So I’ve done a bit of conlanging for some of my non-IF fantasy stories. And I also assisted an indie game dev with the languages in his game, primarily with the phonology. I’m also currently using Old English in the draft of a story, though I may change that to a conlang for the final draft. And I was a linguistics minor (the major required taking European studies classes and I didn’t have room for those) in undergrad. So I’ve definitely gone down the rabbit hole…
Using a real language (whether or not it is still natively spoken) carries risks. People can easily do research to figure out if you’re correctly using a language and native speakers will be put off by any errors that show up. If you go this route you will want to get a native speaker (for living languages) or expert (for dead languages) to look over it if you aren’t one of those for the language you use.
Please stay away from random gibberish. It is immersion breaking to discover that what you thought was a conlang is actually random sounds, especially if there isn’t any consistency in the phonology. If you are taking the time to include gibberish, why not spend just a bit more time to develop the phonology? It will make people like me much happier and more immersed in your world.

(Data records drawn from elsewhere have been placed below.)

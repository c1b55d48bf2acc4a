// Copyright 2025 coScene
//
// Licensed under the Apache License, Version 2.0 (the "License");
// you may not use this file except in compliance with the License.
// You may obtain a copy of the License at
//
//     http://www.apache.org/licenses/LICENSE-2.0
//
// Unless required by applicable law or agreed to in writing, software
// distributed under the License is distributed on an "AS IS" BASIS,
// WITHOUT WARRANTIES OR CONDITIONS OF ANY KIND, either express or implied.
// See the License for the specific language governing permissions and
// limitations under the License.

use nidus_store::index::{CheckpointFile, IntervalIndex};
use nidus_store::{BoundingBox, IndexError, TimeRange};
use std::sync::Arc;
use std::thread;
use tempfile::TempDir;

fn sorted(mut ids: Vec<u64>) -> Vec<u64> {
    ids.sort_unstable();
    ids
}

#[test]
fn test_containing_query_returns_entry() {
    let index = IntervalIndex::new();
    index.insert(1, TimeRange::new(100, 200), None).unwrap();

    assert_eq!(index.query_overlap(&TimeRange::new(0, 1000), None), vec![1]);
    assert_eq!(index.query_overlap(&TimeRange::new(150, 151), None), vec![1]);
}

#[test]
fn test_boundary_touch_is_excluded() {
    let index = IntervalIndex::new();
    index.insert(1, TimeRange::new(10, 20), None).unwrap();

    // Query ends where the entry starts
    assert!(index.query_overlap(&TimeRange::new(0, 10), None).is_empty());
    // Query starts where the entry ends
    assert!(index.query_overlap(&TimeRange::new(20, 30), None).is_empty());
    // One microsecond inside either edge overlaps
    assert_eq!(index.query_overlap(&TimeRange::new(0, 11), None), vec![1]);
    assert_eq!(index.query_overlap(&TimeRange::new(19, 30), None), vec![1]);
}

#[test]
fn test_two_record_example() {
    let index = IntervalIndex::new();
    index
        .insert(1, TimeRange::new(10, 20), Some(BoundingBox::point(1.0, 1.0)))
        .unwrap();
    index
        .insert(2, TimeRange::new(20, 30), Some(BoundingBox::point(5.0, 5.0)))
        .unwrap();

    assert_eq!(sorted(index.query_overlap(&TimeRange::new(15, 25), None)), vec![1, 2]);

    let around_a = BoundingBox::new(0.0, 0.0, 2.0, 2.0);
    assert_eq!(
        index.query_overlap(&TimeRange::new(0, 100), Some(&around_a)),
        vec![1]
    );
}

#[test]
fn test_identical_entries_are_not_deduplicated() {
    let index = IntervalIndex::new();
    let location = Some(BoundingBox::point(3.0, 4.0));
    for id in 1..=3 {
        index.insert(id, TimeRange::new(50, 60), location).unwrap();
    }
    assert_eq!(index.len(), 3);
    assert_eq!(
        sorted(index.query_overlap(&TimeRange::new(55, 56), None)),
        vec![1, 2, 3]
    );
}

#[test]
fn test_bbox_query_skips_unlocated_entries() {
    let index = IntervalIndex::new();
    index.insert(1, TimeRange::new(0, 10), None).unwrap();
    index
        .insert(2, TimeRange::new(0, 10), Some(BoundingBox::point(0.5, 0.5)))
        .unwrap();

    let everywhere = BoundingBox::new(-180.0, -90.0, 180.0, 90.0);
    assert_eq!(index.query_overlap(&TimeRange::new(0, 10), Some(&everywhere)), vec![2]);
    assert_eq!(sorted(index.query_overlap(&TimeRange::new(0, 10), None)), vec![1, 2]);
}

#[test]
fn test_bbox_edge_contact_intersects() {
    let index = IntervalIndex::new();
    index
        .insert(1, TimeRange::new(0, 10), Some(BoundingBox::new(0.0, 0.0, 1.0, 1.0)))
        .unwrap();
    let neighbour = BoundingBox::new(1.0, 0.0, 2.0, 1.0);
    assert_eq!(index.query_overlap(&TimeRange::new(0, 10), Some(&neighbour)), vec![1]);
}

#[test]
fn test_repeated_query_is_identical() {
    let index = IntervalIndex::new();
    for id in 1..=200u64 {
        let start = (id as i64 * 37) % 1000;
        index
            .insert(id, TimeRange::new(start, start + 25), None)
            .unwrap();
    }
    let range = TimeRange::new(400, 600);
    let first = index.query_overlap(&range, None);
    let second = index.query_overlap(&range, None);
    assert_eq!(first, second);
    assert!(!first.is_empty());
}

#[test]
fn test_concurrent_inserts_and_queries() {
    let index = Arc::new(IntervalIndex::new());
    let writers: Vec<_> = (0..4u64)
        .map(|w| {
            let index = index.clone();
            thread::spawn(move || {
                for i in 0..250u64 {
                    let id = w * 1000 + i + 1;
                    let start = i as i64 * 10;
                    index.insert(id, TimeRange::new(start, start + 5), None).unwrap();
                }
            })
        })
        .collect();

    let reader = {
        let index = index.clone();
        thread::spawn(move || {
            let mut last = 0;
            for _ in 0..200 {
                let seen = index.query_overlap(&TimeRange::new(i64::MIN, i64::MAX), None).len();
                // Published versions only grow
                assert!(seen >= last);
                last = seen;
            }
        })
    };

    for w in writers {
        w.join().unwrap();
    }
    reader.join().unwrap();

    assert_eq!(index.len(), 1000);
    assert_eq!(index.query_overlap(&TimeRange::new(0, 5), None).len(), 4);
}

#[test]
fn test_seal_blocks_inserts_until_unsealed() {
    let index = IntervalIndex::new();
    index.seal();
    assert_eq!(
        index.insert(1, TimeRange::new(0, 1), None),
        Err(IndexError::Sealed)
    );
    index.unseal();
    assert_eq!(index.insert(1, TimeRange::new(0, 1), None), Ok(true));
}

#[tokio::test]
async fn test_checkpoint_round_trip_preserves_queries() {
    let dir = TempDir::new().unwrap();
    let index = IntervalIndex::new();
    index
        .insert(1, TimeRange::new(10, 20), Some(BoundingBox::point(1.0, 1.0)))
        .unwrap();
    index.insert(2, TimeRange::new(20, 30), None).unwrap();

    let file = CheckpointFile::new(dir.path().join("index.ckpt"));
    assert_eq!(file.write(None, 512, &index.snapshot()).await.unwrap(), 2);

    let checkpoint = file.load().await.unwrap().unwrap();
    assert_eq!(checkpoint.log_position, 512);

    let restored = IntervalIndex::from_entries(checkpoint.entries);
    let range = TimeRange::new(15, 25);
    assert_eq!(
        sorted(restored.query_overlap(&range, None)),
        sorted(index.query_overlap(&range, None))
    );
    let bbox = BoundingBox::new(0.0, 0.0, 2.0, 2.0);
    assert_eq!(restored.query_overlap(&range, Some(&bbox)), vec![1]);
}

#[tokio::test]
async fn test_corrupt_checkpoint_is_reported() {
    let dir = TempDir::new().unwrap();
    let path = dir.path().join("index.ckpt");
    let file = CheckpointFile::new(&path);
    assert!(file.load().await.unwrap().is_none());

    let index = IntervalIndex::new();
    index.insert(1, TimeRange::new(0, 5), None).unwrap();
    file.write(None, 100, &index.snapshot()).await.unwrap();

    let mut bytes = std::fs::read(&path).unwrap();
    let last = bytes.len() - 1;
    bytes[last] ^= 0xff;
    std::fs::write(&path, bytes).unwrap();

    assert!(file.load().await.is_err());
}

#[test]
fn test_entries_follow_start_then_id() {
    let index = IntervalIndex::new();
    index.insert(7, TimeRange::new(50, 60), None).unwrap();
    index.insert(3, TimeRange::new(50, 90), None).unwrap();
    index.insert(9, TimeRange::new(10, 20), None).unwrap();

    let order: Vec<u64> = index.entries().iter().map(|e| e.record_id).collect();
    assert_eq!(order, vec![9, 3, 7]);
}
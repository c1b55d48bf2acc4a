// Copyright 2025 coScene
//
// Licensed under the Apache License, Version 2.0 (the "License");
// you may not use this file except in compliance with the License.
// You may obtain a copy of the License at
//
//     http://www.apache.org/licenses/LICENSE-2.0
//
// Unless required by applicable law or agreed to in writing, software
// distributed under the License is distributed on an "AS IS" BASIS,
// WITHOUT WARRANTIES OR CONDITIONS OF ANY KIND, either express or implied.
// See the License for the specific language governing permissions and
// limitations under the License.

// Query engine: resolves index candidates to full records

use std::sync::Arc;
use tracing::{debug, error};

use crate::error::{QueryError, StoreError};
use crate::index::IntervalIndex;
use crate::record::{CaptureRecord, OverlapQuery, RecordId};
use crate::storage::RecordStore;

pub struct QueryEngine {
    store: Arc<dyn RecordStore>,
    index: Arc<IntervalIndex>,
}

impl QueryEngine {
    pub fn new(store: Arc<dyn RecordStore>, index: Arc<IntervalIndex>) -> Self {
        Self { store, index }
    }

    /// Records overlapping the query window, ordered by start time then id.
    ///
    /// Candidates come from a single index snapshot, so concurrent inserts
    /// are either wholly visible or not at all.
    pub async fn run(&self, query: &OverlapQuery) -> Result<Vec<CaptureRecord>, QueryError> {
        let range = query.time_range;
        if !range.is_valid() {
            return Err(QueryError::InvalidRange {
                start: range.start,
                end: range.end,
            });
        }
        if let Some(bbox) = &query.bbox {
            if !bbox.is_valid() {
                return Err(QueryError::InvalidBoundingBox(format!("{:?}", bbox)));
            }
        }

        let candidates = self.index.snapshot().query(&range, query.bbox.as_ref());
        let mut records = Vec::with_capacity(candidates.len());
        for id in candidates {
            let record = self.fetch_indexed(id).await?;
            if let Some(sensor) = &query.sensor_id {
                if &record.sensor_id != sensor {
                    continue;
                }
            }
            records.push(record);
        }

        records.sort_by_key(|r| (r.time_range.start, r.id));
        debug!("Overlap query {} matched {} records", range, records.len());
        Ok(records)
    }

    /// Single record lookup; an unknown id is `NotFound`
    pub async fn get(&self, id: RecordId) -> Result<CaptureRecord, QueryError> {
        Ok(self.store.get(id).await?)
    }

    async fn fetch_indexed(&self, id: RecordId) -> Result<CaptureRecord, QueryError> {
        match self.store.get(id).await {
            Ok(record) => Ok(record),
            Err(StoreError::NotFound(_)) => {
                error!("Index references record {} which the store does not hold", id);
                Err(QueryError::Inconsistency(id))
            }
            Err(e) => Err(e.into()),
        }
    }
}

James Portnow points out in his chapter in From Elvish to Klingon: Exploring Invented Languages (2011) that:
designers must create languages that reward the efforts of novice players, are learnable in the context of their games (there are no textbooks or teachers), are inessential to game play, fit the creative property, and can be learnt at unknown intervals. If a game doesn’t do all of these things, it doesn’t promote players’ engagement or improve players’ experience within the fiction of the game, both outcomes which should be a designer’s constant goals. (pp. 137-8)
Since interactive fiction is often a combination of prose story and game, the above points are worth keeping in mind. Your readers shouldn’t have to learn the additional language(s) that show up in your work to be able to progress. Anything important in a language other than the one the work is primarily written in should be translated. If it isn’t important, but the PC knows the language, then it should be translated. If it isn’t important and the PC doesn’t know the language, then you can leave it untranslated with a mention that the PC doesn’t know what was said. Granted, it might be good to then have the speaker switch to a language the PC does know and repeat the information. I might enjoy the puzzle of figuring out the meaning of an untranslated bit of dialogue, but someone else won’t.
I think that @TSSL’s suggestion of creating enough of a language for names is a great one. It allows you to flesh out the world a bit without having to worry too much about grammar (though you’ll probably want to figure out some of the morphology). Be careful in the use of apostrophes for conveying phonological information–they have been used for glottal stops, syllable markers, ejectives, elision, and palatalisation to name a few. If I see an apostrophe in what appears to be a conlange and there isn’t a pronunciation guide, I have no idea how I’m supposed to pronounce the word.
And speaking of Tolkien and The Lord of the Rings–in the prologue Tolkien writes about the Red Book of Westmarch and how a selection from it was published as The Hobbit, in Appendix E, Tolkien writes that “The Westron or Common Speech has been entirely translated into English equivalents,” and in Appendix F, [section] II: “On Translation” he goes further and explains how he translated the Red Book. In other words, Tolkien explains the use of English as the common language in Middle Earth as his doing as translator of The Red Book of Westmarch. Such a narrative frame is one way you could explain the fact that in your fantasy world everyone seems to be speaking English. For instance, you could say something along the lines of, “These are the collected writings of the deeds of a figure of note in [time period name] now translated from [conlang name] into English.”
In addition to TSSL’s suggestion of The Language Construction Kit, I would recommend The Art of Language Invention: From Horse-Lords to Dark Elves, the Words Behind World-Building by David J. Peterson, the linguist who created the spoken Dothraki in the Game of Thrones show based on the Dothraki words appearing in the books.
And like TSSL, I can also offer advice and suggestions on conlanging.